А вот пива не было. И вина тоже. Видать для местных это слишком большая роскошь. И пусть народу это вроде бы и не мешало веселиться, — мне явно чего-то этакого не хватало. …Может даже просто ощущения тяжелой кружки в руке, из которой можно время от времени глубокомысленно прихлебывать, чувствуя что занят важным делом.
Да и на разговор вытащить кого-нибудь, так было бы намного проще. — А то эти бегают вокруг кругами со своими листьями, лопают сами и угощают друг дружку. — Никакой солидности. Небось с полными кружками, так не побегаешь.
Но тут вдруг, по непонятной для меня причины, все перестали бегать, расчистили центр площади, начались пляски. Местные сбились в несколько хороводов, один внутри другого. И под ритм, выбиваемым на полом стволе дерева, начали накручивать обороты, что-то радостно подпевая-повизгивая, и меняя направление по малопонятной мне команде.
Кое-кто из наших молодых тоже полез в хоровод. Причем, по странной причине, заняли места поближе к девушкам, с легкостью оттеснив от них местных мелковатых пареньков.

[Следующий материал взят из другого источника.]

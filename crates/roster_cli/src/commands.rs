//! Subcommand handlers: the UI event boundary of the roster.
//!
//! Handlers write to an injected writer so they can be exercised without a
//! terminal.

use anyhow::{bail, Context, Result};
use chrono::{Local, TimeZone};
use roster_core::{
    compute_view, export_rows, write_csv_file, AnnotationStore, Clock, Creator, KvRepository,
    Status, ViewQuery,
};
use std::io::{BufRead, Write};
use std::path::Path;

const RESET_PROMPT: &str = "Clear all local notes and statuses? [y/N] ";

/// Recompute-view intent.
pub fn list<R: KvRepository, C: Clock>(
    out: &mut impl Write,
    roster: &[Creator],
    store: &AnnotationStore<R, C>,
    query: &ViewQuery,
) -> Result<()> {
    let view = compute_view(roster, store, query);
    let counts = view.counts;

    writeln!(
        out,
        "Total {} | {} {} | {} {} | {} {} | {} {}",
        counts.total,
        Status::Uncontacted.label(),
        counts.uncontacted,
        Status::Contacted.label(),
        counts.contacted,
        Status::Joined.label(),
        counts.joined,
        Status::NotFit.label(),
        counts.not_fit
    )?;
    for creator in &view.visible {
        let annotation = store.get(&creator.handle);
        writeln!(
            out,
            "@{}  [{}]  Last updated: {}  {}",
            creator.handle,
            annotation.status.label(),
            display_time(annotation.updated_at),
            creator.profile_url
        )?;
        if !annotation.note.is_empty() {
            for line in annotation.note.lines() {
                writeln!(out, "    {line}")?;
            }
        }
    }
    writeln!(out, "{} creators", view.visible_count())?;
    Ok(())
}

/// Prints one handle's annotation. Works for handles outside the roster.
pub fn show<R: KvRepository, C: Clock>(
    out: &mut impl Write,
    store: &AnnotationStore<R, C>,
    handle: &str,
) -> Result<()> {
    let handle = normalize_handle(handle);
    let annotation = store.get(handle);
    writeln!(out, "@{handle}")?;
    writeln!(out, "profile: {}", roster_core::profile_url(handle))?;
    writeln!(out, "status: {}", annotation.status.label())?;
    writeln!(out, "last updated: {}", display_time(annotation.updated_at))?;
    writeln!(out, "note: {}", annotation.note)?;
    Ok(())
}

/// Set-status intent.
pub fn set_status<R: KvRepository, C: Clock>(
    out: &mut impl Write,
    roster: &[Creator],
    store: &mut AnnotationStore<R, C>,
    handle: &str,
    status: &str,
) -> Result<()> {
    let Some(status) = Status::parse(status.trim()) else {
        bail!(
            "unknown status `{status}`; expected one of {}",
            status_names()
        );
    };
    let creator = find_creator(roster, handle)?;
    store
        .set_status(&creator.handle, status)
        .with_context(|| format!("failed to update @{}", creator.handle))?;
    writeln!(out, "@{} -> {}", creator.handle, status.label())?;
    Ok(())
}

/// Set-note intent.
pub fn set_note<R: KvRepository, C: Clock>(
    out: &mut impl Write,
    roster: &[Creator],
    store: &mut AnnotationStore<R, C>,
    handle: &str,
    text: &str,
) -> Result<()> {
    let creator = find_creator(roster, handle)?;
    store
        .set_note(&creator.handle, text)
        .with_context(|| format!("failed to update @{}", creator.handle))?;
    writeln!(out, "@{} note saved", creator.handle)?;
    Ok(())
}

/// Writes the CSV export of the full roster to `path`.
pub fn export<R: KvRepository, C: Clock>(
    out: &mut impl Write,
    roster: &[Creator],
    store: &AnnotationStore<R, C>,
    path: &Path,
) -> Result<()> {
    let rows = export_rows(roster, store);
    write_csv_file(path, &rows)
        .with_context(|| format!("failed to write export `{}`", path.display()))?;
    writeln!(out, "exported {} creators to {}", rows.len(), path.display())?;
    Ok(())
}

/// Reset-all intent, gated by confirmation unless `assume_yes`.
pub fn reset<R: KvRepository, C: Clock>(
    out: &mut impl Write,
    input: &mut impl BufRead,
    store: &mut AnnotationStore<R, C>,
    assume_yes: bool,
) -> Result<()> {
    if !assume_yes && !confirm(out, input)? {
        writeln!(out, "reset cancelled")?;
        return Ok(());
    }
    store.reset().context("failed to reset roster state")?;
    writeln!(out, "all notes and statuses cleared")?;
    Ok(())
}

fn confirm(out: &mut impl Write, input: &mut impl BufRead) -> Result<bool> {
    write!(out, "{RESET_PROMPT}")?;
    out.flush()?;
    let mut answer = String::new();
    input.read_line(&mut answer)?;
    Ok(matches!(
        answer.trim().to_ascii_lowercase().as_str(),
        "y" | "yes"
    ))
}

fn find_creator<'a>(roster: &'a [Creator], handle: &str) -> Result<&'a Creator> {
    let handle = normalize_handle(handle);
    match roster.iter().find(|creator| creator.handle == handle) {
        Some(creator) => Ok(creator),
        None => bail!("unknown handle `@{handle}`; it is not in the loaded roster"),
    }
}

/// Accepts `@name` as well as `name`.
fn normalize_handle(handle: &str) -> &str {
    let handle = handle.trim();
    handle.strip_prefix('@').unwrap_or(handle)
}

fn status_names() -> String {
    Status::ALL
        .iter()
        .map(|status| status.as_str())
        .collect::<Vec<_>>()
        .join("|")
}

fn display_time(epoch_ms: i64) -> String {
    if epoch_ms == 0 {
        return "Never updated".to_string();
    }
    Local
        .timestamp_millis_opt(epoch_ms)
        .single()
        .map(|at| at.format("%Y-%m-%d %H:%M:%S").to_string())
        .unwrap_or_else(|| "Never updated".to_string())
}
//! Domain model for the creator roster.
//!
//! # Responsibility
//! - Define the session-only `Creator` record parsed from the handle list.
//! - Define the persisted `Annotation` attached to each handle.
//!
//! # Invariants
//! - Creators are identified by handle; annotations are keyed by the same
//!   string.
//! - The default annotation is synthesized on read, never stored.

pub mod annotation;
pub mod creator;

…Не, я их понимаю, — дело молодое. Но мне вот тутошние девицы как-то не глянулись. — Тут либо до двенадцати еще личико свеженькое и тельце не согнутое тяжкой работой, но на мой взгляд, — это ведь малолетка, которой еще в куклы играть. А чуть постарше, — глянь, а она уже старуха, с сожженным солнцем лицом, впавшими голодными глазами, и десятком отпрысков вокруг. …Впрочем. — Я уже старенький. А у молодых гормоны гуляют… Кстати, не впарить ли Догоситааку, байку про гормоны? Если он и про них что-то знает, — то уж точно, без другого попаданца дело не обошлось!
…Пока гуляли, — быстро опустилась ночь. И я уже было подумывал что пора идти спать, как вдруг выяснилось что культурная программа еще далеко не исчерпана. — Впереди были сказки!